• [INSTRUCTIONS FOR THE TASK]: Below are the records; copy each line in which "InvalidIndex" occurs.

• [SOURCE DATA]:
------------------------------------------------------------------------

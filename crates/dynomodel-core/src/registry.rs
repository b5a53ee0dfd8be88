//! The model registry.
//!
//! Maps model names to their schemas and resolves association declarations
//! across models: target type lookup and one-hop inverse field derivation.
//! Target and inverse names are resolved lazily, on first use, so models may
//! reference each other regardless of registration order.

use std::borrow::Cow;
use std::collections::HashMap;
use std::sync::OnceLock;

use regex::Regex;

use crate::association::{AssociationDeclaration, AssociationKind};
use crate::error::{ConfigurationError, Result};
use crate::schema::ModelSchema;

const NAME_PATTERN: &str = r"^[A-Za-z_][A-Za-z0-9_]*$";

fn name_regex() -> Option<&'static Regex> {
    static REGEX: OnceLock<Option<Regex>> = OnceLock::new();
    REGEX
        .get_or_init(|| match Regex::new(NAME_PATTERN) {
            Ok(regex) => Some(regex),
            Err(e) => {
                tracing::warn!(
                    pattern = NAME_PATTERN,
                    error = %e,
                    "Invalid name pattern, name validation disabled"
                );
                None
            }
        })
        .as_ref()
}

fn is_valid_name(name: &str) -> bool {
    name_regex().is_none_or(|regex| regex.is_match(name))
}

/// Registered model schemas, keyed by model name.
#[derive(Debug, Clone, Default)]
pub struct ModelRegistry {
    models: HashMap<&'static str, ModelSchema>,
}

impl ModelRegistry {
    /// Create an empty registry.
    pub fn new() -> Self {
        Self::default()
    }

    /// Builder-style `register`.
    pub fn with(mut self, schema: ModelSchema) -> Result<Self> {
        self.register(schema)?;
        Ok(self)
    }

    /// Register a model schema.
    ///
    /// Validates names and per-model declaration rules. Cross-model references
    /// (target types, inverses) are not checked here.
    #[tracing::instrument(level = "debug", skip(self, schema), fields(model = schema.name()))]
    pub fn register(&mut self, schema: ModelSchema) -> Result<()> {
        let model = schema.name();

        if self.models.contains_key(model) {
            return Err(ConfigurationError::DuplicateModel {
                name: model.to_string(),
            }
            .into());
        }

        let invalid = |name: &str| ConfigurationError::InvalidName {
            model: model.to_string(),
            name: name.to_string(),
        };

        if !is_valid_name(model) {
            return Err(invalid(model).into());
        }
        if !is_valid_name(&schema.key().partition_key) {
            return Err(invalid(&schema.key().partition_key).into());
        }
        if let Some(sort_key) = schema.key().sort_key.as_deref() {
            if !is_valid_name(sort_key) {
                return Err(invalid(sort_key).into());
            }
        }

        for index in schema.indexes().secondary() {
            if index.fields().is_empty() {
                return Err(ConfigurationError::InvalidIndex {
                    model: model.to_string(),
                    reason: format!(
                        "secondary index {} has no fields",
                        index.name().unwrap_or("<unnamed>")
                    ),
                }
                .into());
            }
            if let Some(field) = index.fields().iter().find(|f| !is_valid_name(f)) {
                return Err(invalid(field).into());
            }
        }

        for (pos, decl) in schema.associations().iter().enumerate() {
            if !is_valid_name(decl.name) {
                return Err(invalid(decl.name).into());
            }
            if schema.associations()[..pos].iter().any(|a| a.name == decl.name) {
                return Err(invalid(decl.name).into());
            }
            if let Some(fk) = decl.foreign_key {
                if decl.kind == AssociationKind::ToMany {
                    return Err(ConfigurationError::UnsupportedOption {
                        model: model.to_string(),
                        association: decl.name.to_string(),
                        option: "foreign_key",
                    }
                    .into());
                }
                if !is_valid_name(fk) {
                    return Err(invalid(fk).into());
                }
            }
        }

        tracing::debug!(
            model,
            associations = schema.associations().len(),
            secondary_indexes = schema.indexes().secondary().len(),
            "Registered model"
        );
        self.models.insert(model, schema);
        Ok(())
    }

    /// Check whether a model is registered.
    pub fn contains(&self, name: &str) -> bool {
        self.models.contains_key(name)
    }

    /// Number of registered models.
    pub fn len(&self) -> usize {
        self.models.len()
    }

    /// True if no models are registered.
    pub fn is_empty(&self) -> bool {
        self.models.is_empty()
    }

    /// Get a model schema by name.
    pub fn model(&self, name: &str) -> Result<&ModelSchema> {
        self.models.get(name).ok_or_else(|| {
            ConfigurationError::UnknownModel {
                name: name.to_string(),
            }
            .into()
        })
    }

    /// Get an association declaration of a model.
    pub fn association(&self, model: &str, name: &str) -> Result<&AssociationDeclaration> {
        self.model(model)?.association_named(name).ok_or_else(|| {
            ConfigurationError::UnknownAssociation {
                model: model.to_string(),
                name: name.to_string(),
            }
            .into()
        })
    }

    /// Resolve the target model of a declaration.
    ///
    /// Uses the explicit target type if set, else the name inferred from the
    /// association name. Never falls back to another model.
    pub fn target_model(&self, declaration: &AssociationDeclaration) -> Result<&ModelSchema> {
        self.model(&declaration.target_type_name())
    }

    /// The inverse declaration on the target model, if the declaration names one.
    pub fn inverse_declaration(
        &self,
        model: &str,
        declaration: &AssociationDeclaration,
    ) -> Result<Option<&AssociationDeclaration>> {
        let Some(inverse) = declaration.inverse_name else {
            return Ok(None);
        };
        let target = self.target_model(declaration)?;
        match target.association_named(inverse) {
            Some(found) => Ok(Some(found)),
            None => Err(ConfigurationError::UnknownInverse {
                model: model.to_string(),
                association: declaration.name.to_string(),
                target: target.name().to_string(),
                inverse: inverse.to_string(),
            }
            .into()),
        }
    }

    /// The attribute on each target record that holds the source's identifier.
    ///
    /// One hop only: the inverse declaration's own inverse is never followed.
    /// Returns `None` when the declaration names no inverse.
    pub fn inverse_field(
        &self,
        model: &str,
        declaration: &AssociationDeclaration,
    ) -> Result<Option<Cow<'static, str>>> {
        Ok(self
            .inverse_declaration(model, declaration)?
            .map(AssociationDeclaration::declaration_field_name))
    }

    /// Iterate over registered models (unordered).
    pub fn models(&self) -> impl Iterator<Item = &ModelSchema> {
        self.models.values()
    }
}

#[cfg(test)]
mod tests {
    use super::*;
    use crate::error::Error;
    use crate::index::IndexDescriptor;

    fn blog() -> ModelRegistry {
        ModelRegistry::new()
            .with(
                ModelSchema::new("Post")
                    .association(AssociationDeclaration::to_many("comments").inverse_of("post")),
            )
            .and_then(|r| {
                r.with(
                    ModelSchema::new("Comment")
                        .partition_key("post_id")
                        .sort_key("timestamp")
                        .association(AssociationDeclaration::to_one("post")),
                )
            })
            .unwrap()
    }

    #[test]
    fn test_inverse_field_is_target_reference_field() {
        let registry = blog();
        let decl = registry.association("Post", "comments").unwrap();
        let field = registry.inverse_field("Post", decl).unwrap();
        assert_eq!(field.as_deref(), Some("post_id"));
    }

    #[test]
    fn test_inverse_field_absent_without_inverse_name() {
        let registry = blog();
        let decl = registry.association("Comment", "post").unwrap();
        assert_eq!(registry.inverse_field("Comment", decl).unwrap(), None);
    }

    #[test]
    fn test_unknown_inverse_is_configuration_error() {
        let registry = ModelRegistry::new()
            .with(
                ModelSchema::new("Post")
                    .association(AssociationDeclaration::to_many("comments").inverse_of("article")),
            )
            .and_then(|r| r.with(ModelSchema::new("Comment")))
            .unwrap();
        let decl = registry.association("Post", "comments").unwrap();
        let err = registry.inverse_field("Post", decl).unwrap_err();
        assert!(matches!(
            err,
            Error::Configuration(ConfigurationError::UnknownInverse { ref inverse, .. }) if inverse == "article"
        ));
    }

    #[test]
    fn test_unresolvable_target_does_not_default() {
        let registry = ModelRegistry::new()
            .with(ModelSchema::new("Post").association(AssociationDeclaration::to_many("tags")))
            .unwrap();
        let decl = registry.association("Post", "tags").unwrap();
        let err = registry.target_model(decl).unwrap_err();
        assert!(matches!(
            err,
            Error::Configuration(ConfigurationError::UnknownModel { ref name }) if name == "Tag"
        ));
    }

    #[test]
    fn test_forward_reference_resolves_after_registration() {
        let mut registry = ModelRegistry::new();
        registry
            .register(
                ModelSchema::new("Post")
                    .association(AssociationDeclaration::to_many("comments").inverse_of("post")),
            )
            .unwrap();
        let decl = *registry.association("Post", "comments").unwrap();
        assert!(registry.inverse_field("Post", &decl).is_err());

        registry
            .register(ModelSchema::new("Comment").association(AssociationDeclaration::to_one("post")))
            .unwrap();
        assert_eq!(
            registry.inverse_field("Post", &decl).unwrap().as_deref(),
            Some("post_id")
        );
    }

    #[test]
    fn test_register_rejects_bad_declarations() {
        let mut registry = ModelRegistry::new();
        registry.register(ModelSchema::new("Post")).unwrap();
        assert!(matches!(
            registry.register(ModelSchema::new("Post")),
            Err(Error::Configuration(ConfigurationError::DuplicateModel { .. }))
        ));
        assert!(matches!(
            registry.register(
                ModelSchema::new("Tag")
                    .association(AssociationDeclaration::to_many("posts").foreign_key("post_id"))
            ),
            Err(Error::Configuration(ConfigurationError::UnsupportedOption { .. }))
        ));
        assert!(matches!(
            registry.register(
                ModelSchema::new("Bad").index(IndexDescriptor::secondary(Vec::<String>::new()))
            ),
            Err(Error::Configuration(ConfigurationError::InvalidIndex { .. }))
        ));
        assert!(matches!(
            registry.register(ModelSchema::new("Odd").partition_key("has space")),
            Err(Error::Configuration(ConfigurationError::InvalidName { .. }))
        ));
    }
}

------------------------------------------------------------------------

• [EXERCISE ANSWER]:
                return Err(ConfigurationError::InvalidIndex {
            Err(Error::Configuration(ConfigurationError::InvalidIndex { .. }))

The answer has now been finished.